Scritto con le cadenze del libro di viaggio, un romanzo che veleggia tra le sponde del Mediterraneo, Venezia e Costantinopoli, controriforma e harem. E dove l’arte di osservare, arbitra del destino, resta sospesa tra pittura ed elemosina, verità e finzione.

 

Mi capitano ciclicamente sotto mano racconti in cui la religione – intesa in senso di pura fede, senza connotazioni confessionali – funge da reale motore della storia. E finisce, dispiegandosi nelle sue manifestazioni terrene, per costituire il maestoso fondale delle vicende. Un brodo di coltura in cui realtà e immaginazione, fatti veri e seducenti suggestioni si inseguono fino a costituire il vero nerbo emotivo del romanzo.
Quando il gioco funziona, i risultati sono entusiasmanti.
Mi era successo anni fa con “Un mese in campagna“, di James Lloyd Carr, e più di recente con “Azazel” di Youssef Ziedan (mia recensione qui), libri certo diversissimi per calligrafia e ispirazione, ma ambedue straordinari per potenza lirica e capacità evocativa. Idonei, in entrambi i casi, a elevare l’individualità a paradigma e il singolo a metafora del collettivo.
Si pone in linea con questo spirito un altro libro magnifico, che ho appena finito di leggere: “Il Turchetto“, di Metin Arditi (Neri Pozza, 255 pagine, 16,50 euro). Romanzo pluripremiato, è vero. E questo non sempre è un buon segno.
Eppure nulla, in esso, indulge al prevedibile e al banale. Nulla ne fa un’opera risaputa e ammiccante. Al contrario, essa spicca per ritmo e misura, per la sottile capacità di penetrazione e di indagine, per il saper insinuarsi tra i piani stratificati dei fatti storici, delle tensioni che li attraversano e dei personaggi che, spesso involontariamente, li interpretano.
Il libro è, anzi potrebbe essere, la storia di un quadro.
Al Louvre c’è un dipinto seducente ed enigmatico, attribuito a Tiziano: l'”Uomo con il guanto“. Ma il vero autore non è il Vecellio. Si tratta invece dell’unica opera superstite di un artista suo contemporaneo, grande e famoso quanto lui: il Turchetto. Tanto grande da aver spinto il maestro veneziano, pur di salvare almeno il dipinto, se non la vita e la memoria stessa dell’artista, dal rogo dell’Inquisizione, ad apporre in extremis la propria firma in calce alla tela. Tela ricevuta in dono, come segno di riconoscenza, dal collega ed allievo, figura di primissimo piano delle arti figurative della Venezia di metà del ‘500.

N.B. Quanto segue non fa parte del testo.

//! # Form Server
//!
//! HTTP surface for the prediction form: a server-rendered page with a
//! dataset selector and a two-column form, plus a small JSON API over the
//! same pipeline.

mod pages;
mod server;

pub use pages::{DISCLAIMER, PageView, Pages};
pub use server::{WebState, router, run};
impl FromStr for DatasetKind {
    type Err = ValidationError;

    /// Accepts the selector (`kidney_disease`) or the display name
    /// (`Kidney Disease`), case-insensitively.
    fn from_str(s: &str) -> Result<Self, Self::Err> {
        let normalized = s.trim().to_ascii_lowercase().replace([' ', '-'], "_");
        Self::ALL
            .into_iter()
            .find(|kind| kind.as_str() == normalized)
            .ok_or_else(|| ValidationError::UnknownDataset {
                value: s.to_string(),
            })
    }
}

/// Value domain of a single input field.
///
/// Numeric bounds double as widget constraints: entered values are clamped
/// to `[min, max]` when coerced. Categorical fields default to their first
/// choice.
#[derive(Debug, Clone, Copy, PartialEq, Serialize)]
#[serde(tag = "kind", rename_all = "snake_case")]
pub enum FieldKind {
    Continuous {
        min: f64,
        max: f64,
        default: f64,
        step: f64,
    },
    Integer {
        min: i64,
        max: i64,
        default: i64,
        step: i64,
    },
    Categorical {
        choices: &'static [&'static str],
    },
    Text {
        default: &'static str,
    },
}

/// One input field of a dataset form.
#[derive(Debug, Clone, Copy, PartialEq, Serialize)]
pub struct FieldSpec {
    /// Model column name, reproduced literally.
    pub name: &'static str,
    pub label: &'static str,
    pub help: &'static str,
    /// Display column (1 or 2). Cosmetic only.
    pub column: u8,
    #[serde(flatten)]
    pub kind: FieldKind,
}

impl FieldSpec {
    /// Value a freshly rendered form starts with.
    pub fn default_value(&self) -> FieldValue {
        match self.kind {
            FieldKind::Continuous { default, .. } => FieldValue::Float(default),
            FieldKind::Integer { default, .. } => FieldValue::Integer(default),
            FieldKind::Categorical { choices } => {
                FieldValue::Text(choices.first().copied().unwrap_or_default().to_string())
            }
            FieldKind::Text { default } => FieldValue::Text(default.to_string()),
        }
    }

    /// Short description of the accepted type, used in error messages.
    pub fn expected(&self) -> &'static str {
        match self.kind {
            FieldKind::Continuous { .. } => "a number",
            FieldKind::Integer { .. } => "a whole number",
            FieldKind::Categorical { .. } => "one of the listed choices",
            FieldKind::Text { .. } => "text",
        }
    }

    /// Coerce raw text entry into a typed value, clamping numbers to the
    /// field bounds the way the input widget does.
    pub fn coerce(&self, raw: &str) -> Result<FieldValue, ValidationError> {
        let trimmed = raw.trim();
        match self.kind {
            FieldKind::Continuous { min, max, .. } => {
                let value = parse_finite(trimmed).ok_or_else(|| self.wrong_type(raw))?;
                Ok(FieldValue::Float(value.clamp(min, max)))
            }
            FieldKind::Integer { min, max, .. } => {
                let value = parse_finite(trimmed)
                    .filter(|v| v.fract() == 0.0)
                    .ok_or_else(|| self.wrong_type(raw))?;
                Ok(FieldValue::Integer(
                    value.clamp(min as f64, max as f64) as i64
                ))
            }
            FieldKind::Categorical { choices } => {
                if choices.contains(&trimmed) {
                    Ok(FieldValue::Text(trimmed.to_string()))
                } else {
                    Err(ValidationError::UnknownChoice {
                        name: self.name.to_string(),
                        value: raw.to_string(),
                        allowed: choices.join(", "),
                    })
                }
            }
            FieldKind::Text { .. } => Ok(FieldValue::Text(trimmed.to_string())),
        }
    }

    /// Coerce a JSON value. Strings go through [`FieldSpec::coerce`], so
    /// `"42"` is as good as `42` for a numeric field.
    pub fn coerce_json(&self, value: &serde_json::Value) -> Result<FieldValue, ValidationError> {
        match (value, &self.kind) {
            (serde_json::Value::String(s), _) => self.coerce(s),
            (
                serde_json::Value::Number(n),
                FieldKind::Continuous { .. } | FieldKind::Integer { .. },
            ) => self.coerce(&n.to_string()),
            (other, _) => Err(self.wrong_type(&other.to_string())),
        }
    }

    /// Type-check an already coerced value without clamping it.
    ///
    /// Integers are accepted for continuous fields and whole floats for
    /// integer fields; the result carries the field's own representation.
    pub fn check(&self, value: &FieldValue) -> Result<FieldValue, ValidationError> {
        match (&self.kind, value) {
            (FieldKind::Continuous { .. }, FieldValue::Float(f)) if f.is_finite() => {
                Ok(FieldValue::Float(*f))
            }
            (FieldKind::Continuous { .. }, FieldValue::Integer(i)) => {
                Ok(FieldValue::Float(*i as f64))
            }
            (FieldKind::Integer { .. }, FieldValue::Integer(i)) => Ok(FieldValue::Integer(*i)),
            (FieldKind::Integer { .. }, FieldValue::Float(f))
                if f.is_finite() && f.fract() == 0.0 =>
            {
                Ok(FieldValue::Integer(*f as i64))
            }
            (FieldKind::Categorical { choices }, FieldValue::Text(s)) => {
                if choices.contains(&s.as_str()) {
                    Ok(value.clone())
                } else {
                    Err(ValidationError::UnknownChoice {
                        name: self.name.to_string(),
                        value: s.clone(),
                        allowed: choices.join(", "),
                    })
                }
            }
            (FieldKind::Text { .. }, FieldValue::Text(_)) => Ok(value.clone()),
            _ => Err(self.wrong_type(&value.to_string())),
        }
    }

    fn wrong_type(&self, value: &str) -> ValidationError {
        ValidationError::WrongType {
            name: self.name.to_string(),
            expected: self.expected(),
            value: value.to_string(),
        }
    }
}
//! Form server built on axum.

use super::pages::{PageView, Pages};
use crate::artifact::ModelSlot;
use crate::error::{ConfigurationError, ValidationError};
use crate::pipeline::{SubmissionOutcome, submit};
use crate::record::FieldValue;
use crate::schema::DatasetKind;
use axum::{
    Form, Json, Router,
    extract::{Path, Query, State},
    http::StatusCode,
    response::{Html, IntoResponse, Response},
    routing::{get, post},
};
use chrono::{DateTime, Utc};
use serde::Deserialize;
use std::collections::BTreeMap;
use std::sync::Arc;
use tokio::sync::Mutex;
use tower_http::trace::TraceLayer;
use tracing::{info, warn};

/// Shared state for the axum handlers.
///
/// The model slot sits behind one mutex that is held for the whole
/// load-and-score step, so submissions are processed one at a time.
#[derive(Clone)]
pub struct WebState {
    slot: Arc<Mutex<ModelSlot>>,
    pages: Arc<Pages>,
    started_at: DateTime<Utc>,
}

impl std::fmt::Debug for WebState {
    fn fmt(&self, f: &mut std::fmt::Formatter<'_>) -> std::fmt::Result {
        f.debug_struct("WebState")
            .field("started_at", &self.started_at)
            .finish()
    }
}

impl WebState {
    pub fn new(slot: ModelSlot) -> Result<Self, Box<handlebars::TemplateError>> {
        Ok(Self {
            slot: Arc::new(Mutex::new(slot)),
            pages: Arc::new(Pages::new()?),
            started_at: Utc::now(),
        })
    }

    /// Uptime in seconds since the state was created.
    pub fn uptime_secs(&self) -> u64 {
        let elapsed = Utc::now() - self.started_at;
        elapsed.num_seconds().max(0) as u64
    }

    /// Select the artifact for `dataset` and, when `values` are given, run
    /// one submission against it. Scoring is blocking, so it runs off the
    /// async executor.
    async fn process(
        &self,
        dataset: DatasetKind,
        values: Option<BTreeMap<String, FieldValue>>,
    ) -> Result<Option<SubmissionOutcome>, ConfigurationError> {
        let slot = Arc::clone(&self.slot);
        let joined = tokio::task::spawn_blocking(
            move || -> Result<Option<SubmissionOutcome>, ConfigurationError> {
                let mut slot = slot.blocking_lock();
                let classifier = slot.select(dataset)?;
                Ok(values.map(|values| submit(dataset, &values, classifier.as_ref())))
            },
        )
        .await;
        match joined {
            Ok(result) => result,
            Err(e) => Err(ConfigurationError::Invalid {
                message: format!("Model worker stopped: {e}"),
            }),
        }
    }

    fn render(&self, status: StatusCode, view: &PageView) -> Response {
        match self.pages.render(view) {
            Ok(html) => (status, Html(html)).into_response(),
            Err(e) => {
                warn!(error = %e, "Failed to render page");
                (StatusCode::INTERNAL_SERVER_ERROR, "Failed to render page").into_response()
            }
        }
    }
}

/// Build the axum Router with the form pages and the JSON API.
pub fn router(state: WebState) -> Router {
    Router::new()
        .route("/", get(index_handler))
        .route("/predict", post(form_predict_handler))
        .route("/health", get(health_handler))
        .route("/api/datasets", get(datasets_handler))
        .route("/api/schema/{dataset}", get(schema_handler))
        .route("/api/predict/{dataset}", post(api_predict_handler))
        .layer(TraceLayer::new_for_http())
        .with_state(state)
}

#[derive(Debug, Deserialize)]
struct DatasetQuery {
    dataset: Option<String>,
}

impl DatasetQuery {
    fn dataset(&self) -> Result<DatasetKind, ValidationError> {
        match &self.dataset {
            Some(value) => value.parse(),
            None => Ok(DatasetKind::default()),
        }
    }
}

fn bad_dataset(e: &ValidationError) -> Response {
    (StatusCode::NOT_FOUND, e.to_string()).into_response()
}

/// Render the form for the selected dataset.
async fn index_handler(
    State(state): State<WebState>,
    Query(query): Query<DatasetQuery>,
) -> Response {
    let dataset = match query.dataset() {
        Ok(dataset) => dataset,
        Err(e) => return bad_dataset(&e),
    };
    let view = PageView::new(dataset);
    match state.process(dataset, None).await {
        Ok(_) => state.render(StatusCode::OK, &view),
        Err(e) => state.render(StatusCode::SERVICE_UNAVAILABLE, &view.halted(&e)),
    }
}

/// Coerce url-encoded form entries into typed values.
fn coerce_entries(
    dataset: DatasetKind,
    entries: &BTreeMap<String, String>,
) -> Result<BTreeMap<String, FieldValue>, ValidationError> {
    let schema = dataset.schema();
    entries
        .iter()
        .map(|(name, raw)| {
            let spec = schema
                .field(name)
                .ok_or_else(|| ValidationError::UnexpectedField {
                    dataset,
                    name: name.clone(),
                })?;
            Ok((name.clone(), spec.coerce(raw)?))
        })
        .collect()
}

/// Handle a form submission and re-render the page with its outcome.
async fn form_predict_handler(
    State(state): State<WebState>,
    Query(query): Query<DatasetQuery>,
    Form(entries): Form<BTreeMap<String, String>>,
) -> Response {
    let dataset = match query.dataset() {
        Ok(dataset) => dataset,
        Err(e) => return bad_dataset(&e),
    };
    let view = PageView::with_entries(dataset, &entries);

    let values = match coerce_entries(dataset, &entries) {
        Ok(values) => values,
        Err(e) => return state.render(StatusCode::OK, &view.warning(e.to_string())),
    };

    match state.process(dataset, Some(values)).await {
        Ok(Some(outcome)) => state.render(StatusCode::OK, &view.outcome(&outcome)),
        Ok(None) => state.render(StatusCode::OK, &view),
        Err(e) => state.render(StatusCode::SERVICE_UNAVAILABLE, &view.halted(&e)),
    }
}

/// Health check endpoint.
async fn health_handler(State(state): State<WebState>) -> impl IntoResponse {
    let loaded = {
        let slot = state.slot.lock().await;
        slot.current().map(|m| m.dataset.as_str())
    };
    Json(serde_json::json!({
        "status": "ok",
        "uptime_secs": state.uptime_secs(),
        "loaded_dataset": loaded,
    }))
}

async fn datasets_handler() -> impl IntoResponse {
    let datasets: Vec<_> = DatasetKind::ALL
        .into_iter()
        .map(|kind| {
            serde_json::json!({
                "id": kind.as_str(),
                "name": kind.display_name(),
            })
        })
        .collect();
    Json(datasets)
}

async fn schema_handler(Path(dataset): Path<String>) -> Response {
    match dataset.parse::<DatasetKind>() {
        Ok(kind) => Json(kind.schema()).into_response(),
        Err(e) => api_error(StatusCode::NOT_FOUND, "not_found", e.to_string()),
    }
}

fn api_error(status: StatusCode, tag: &str, message: String) -> Response {
    (
        status,
        Json(serde_json::json!({ "status": tag, "message": message })),
    )
        .into_response()
}

/// Score a JSON object of field values.
async fn api_predict_handler(
    State(state): State<WebState>,
    Path(dataset): Path<String>,
    Json(body): Json<BTreeMap<String, serde_json::Value>>,
) -> Response {
    let dataset = match dataset.parse::<DatasetKind>() {
        Ok(kind) => kind,
        Err(e) => return api_error(StatusCode::NOT_FOUND, "not_found", e.to_string()),
    };

    let schema = dataset.schema();
    let mut values = BTreeMap::new();
    for (name, raw) in &body {
        let coerced = match schema.field(name) {
            Some(spec) => spec.coerce_json(raw),
            None => Err(ValidationError::UnexpectedField {
                dataset,
                name: name.clone(),
            }),
        };
        match coerced {
            Ok(value) => {
                values.insert(name.clone(), value);
            }
            Err(e) => return api_error(StatusCode::UNPROCESSABLE_ENTITY, "rejected", e.to_string()),
        }
    }

    match state.process(dataset, Some(values)).await {
        Ok(Some(SubmissionOutcome::Succeeded(result))) => {
            let outcome = result.outcome();
            Json(serde_json::json!({
                "status": "succeeded",
                "label": result.label(),
                "message": outcome.message,
                "tone": outcome.tone,
                "confidence": result.confidence(),
            }))
            .into_response()
        }
        Ok(Some(SubmissionOutcome::Rejected { message })) => {
            api_error(StatusCode::UNPROCESSABLE_ENTITY, "rejected", message)
        }
        Ok(Some(SubmissionOutcome::Failed { message })) => {
            api_error(StatusCode::INTERNAL_SERVER_ERROR, "failed", message)
        }
        Ok(None) => api_error(
            StatusCode::INTERNAL_SERVER_ERROR,
            "failed",
            "No submission was run".to_string(),
        ),
        Err(e) => api_error(StatusCode::SERVICE_UNAVAILABLE, "unavailable", e.to_string()),
    }
}

/// Start the form server on `host:port`.
///
/// This is an async function that runs until cancelled.
pub async fn run(state: WebState, host: &str, port: u16) -> Result<(), std::io::Error> {
    let app = router(state);
    let addr = format!("{}:{}", host, port);
    let listener = tokio::net::TcpListener::bind(&addr).await?;
    info!(%addr, "Health prediction form listening");
    axum::serve(listener, app)
        .with_graceful_shutdown(async {
            let _ = tokio::signal::ctrl_c().await;
            info!("Shutting down");
        })
        .await?;
    Ok(())
}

Questo pittore era Elia Soriano, figlio del povero servo ebreo di un mercante di schiavi, fuggito bambino da Costantinopoli – da qui il nomignolo – proprio perchè tanto la sua religione quanto quella dei padroni turchi gli proibivano di esprimere la sua più incontenibile, insaziabile vocazione: dipingere.
E’ in un gioco di intrighi di corte e di profumi di spezie, di necessarie menzogne e di ambizioni inconfessabili che la sua vita si dipana in una sorta di avventurosa palingenesi. La quale, come prigioniera di un rewind inesorabile, riporterà Elie ai luoghi e allo stato esistenziale delle sue origini: il Corno d’Oro, il bazar, i giannizzeri, le elemosine. Ricco solo di due occhi per osservare. E di una mente per immaginare in silenzio un’arte nata, e tornata, impossibile.